Ну, стали мы учить роли, т. е. не роли, я, например, просто всю пьесу наизусть выучила, так что, когда другие забывали, то я подсказывала. Но иногда выходили пресмешные ошибки: вдруг раньше времени начнешь говорить и чужое скажешь, и долго иногда говоришь, пока кто-нибудь не заметит. Но наша пьеса все-таки очень хорошо идет, a вот с «Замком Омена» что-то не ладится; там все самим нужно придумывать, и, или споры начинаются, или говорят глупости; потом Женя уж очень заикается, так что если бы я была Оменом, и моя жена в самом деле так заикалась, она бы меня так злила, что, пожалуй, и я бы ее в подземелье упрятала.
Да, плохо дело! Думали-думали и решили вместо этой пьесы устроить живые картины; пока только не выбрали еще какие. Нужно будет взять «Ниву», — там всегда много красивых рисунков бывает, наверно что-нибудь найдется.
Времени теперь ни минутки свободной; только иной раз сядем завтракать, приходит Глаша: «Барышня, суседские барчата вас на репетицию просят;» ну, какая уж тут еда? спешишь скорей к Рутыгиным. Прежде мы начали было репетиции в своем «Уютном», но там очень тесно, еще «Замок Омена» как-нибудь шел, можно было все представление стоя устроить, a для «Жени» совсем тесно: ведь я лежу, да еще рядом на стуле то моя мать (Оля), то мой жених (Митя) сидит: как лягу, так ногами в стенку и упрусь; — неудобно, теперь репетируем у Рутыгиных наверху, в их миленькой башне; как раз места хватает.

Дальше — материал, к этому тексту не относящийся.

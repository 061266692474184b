/**
 * Protected Greeting Handler
 *
 * GET /protected greets the caller by name. The token proves who the caller
 * was at login; the user row is looked up again here, so a user deleted
 * after login gets 404 rather than a greeting.
 */
use std::sync::Arc;

use axum::{extract::State, response::Json};

use crate::backend::auth::handlers::types::MessageResponse;
use crate::backend::error::BackendError;
use crate::backend::middleware::auth::AuthUser;
use crate::backend::store::Store;

/// Protected greeting handler
///
/// # Errors
///
/// * `401 Unauthorized` - Rejected by the auth middleware before this runs
/// * `404 Not Found` - The token's user no longer exists
pub async fn protected(
    State(store): State<Arc<dyn Store>>,
    AuthUser(user): AuthUser,
) -> Result<Json<MessageResponse>, BackendError> {
    let user = store
        .find_user_by_id(user.user_id)
        .await?
        .ok_or_else(|| {
            tracing::warn!("Token for missing user {}", user.user_id);
            BackendError::not_found("User not found")
        })?;

    Ok(Json(MessageResponse::new(format!(
        "Hello, {}! This is a protected route.",
        user.name
    ))))
}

Здравствуйте! — опять «суседские барчата» зовут! Бегу.
Приготовления. — Шишка
Наконец-то порешили и насчет живых картин; я говорила, что «Нива» пригодится! Вот какие выбрали: Во первых «Четыре времени года», во вторых «Вера, Надежда, Любовь» третья «Ангел над колыбелью младенца (я и моя Лили)». А еще «Казнь Марии Стюарт» и три картины из сказки «Спящая красавица».
Времена года, Веру, Надежду, Любовь мы выбрали по тетрадке с наклейными картинками; это еще удобнее «Нивы», потому что здесь раскрашено, не надо голову ломать, подбирать цвета, и то уж она, бедная, трещит, столько хлопот! Марию Стюарт я выбрала; это так интересно, как ее на плаху ведут, и палач над ней топор заносит. Мамочка мне однажды читала про эту бедную королеву, и потом еще «Дети Людовика XVI»; Боже! Боже! Как я горько плакала, когда так жестоко обращались с бедным маленьким дофином!